**WORK INSTRUCTIONS:** In the records below, find the line with "let root = staging.path().to_path_buf();"; retype that line and all the following lines through the end, exactly, and add nothing.

**MATERIAL SUPPLIED:**
# # #

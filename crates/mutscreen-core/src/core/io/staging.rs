//! Scoped scratch directory for intermediate artifacts.

use std::io;
use std::path::{Path, PathBuf};

use tempfile::TempDir;

/// A per-run staging directory. Files under it are addressed by explicit
/// paths; the process working directory is never changed. The directory
/// and everything in it are removed on drop, on every exit path.
#[derive(Debug)]
pub struct StagingDir {
    root: TempDir,
}

impl StagingDir {
    pub fn create() -> io::Result<Self> {
        let root = tempfile::Builder::new().prefix("mutscreen-").tempdir()?;
        tracing::debug!(path = %root.path().display(), "Created staging directory");
        Ok(Self { root })
    }

    pub fn path(&self) -> &Path {
        self.root.path()
    }

    /// Absolute path for a named artifact inside the staging directory.
    pub fn file(&self, name: &str) -> PathBuf {
        self.root.path().join(name)
    }
}

#[cfg(test)]
mod tests {
    use super::*;
    use std::fs;

    #[test]
    fn files_land_inside_the_staging_root() {
        let staging = StagingDir::create().unwrap();
        let path = staging.file("wild_type.fasta");
        assert!(path.starts_with(staging.path()));
        fs::write(&path, ">WT\nMAVLSK\n").unwrap();
        assert!(path.is_file());
    }

    #[test]
    fn the_directory_is_removed_on_drop() {
        let staging = StagingDir::create().unwrap();
        let root = staging.path().to_path_buf();
        fs::write(staging.file("names.txt"), "M1L\n").unwrap();
        drop(staging);
        assert!(!root.exists());
    }
}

# # #

**WRITTEN ANSWER:**
        let root = staging.path().to_path_buf();
        fs::write(staging.file("names.txt"), "M1L\n").unwrap();
        drop(staging);
        assert!(!root.exists());
    }
}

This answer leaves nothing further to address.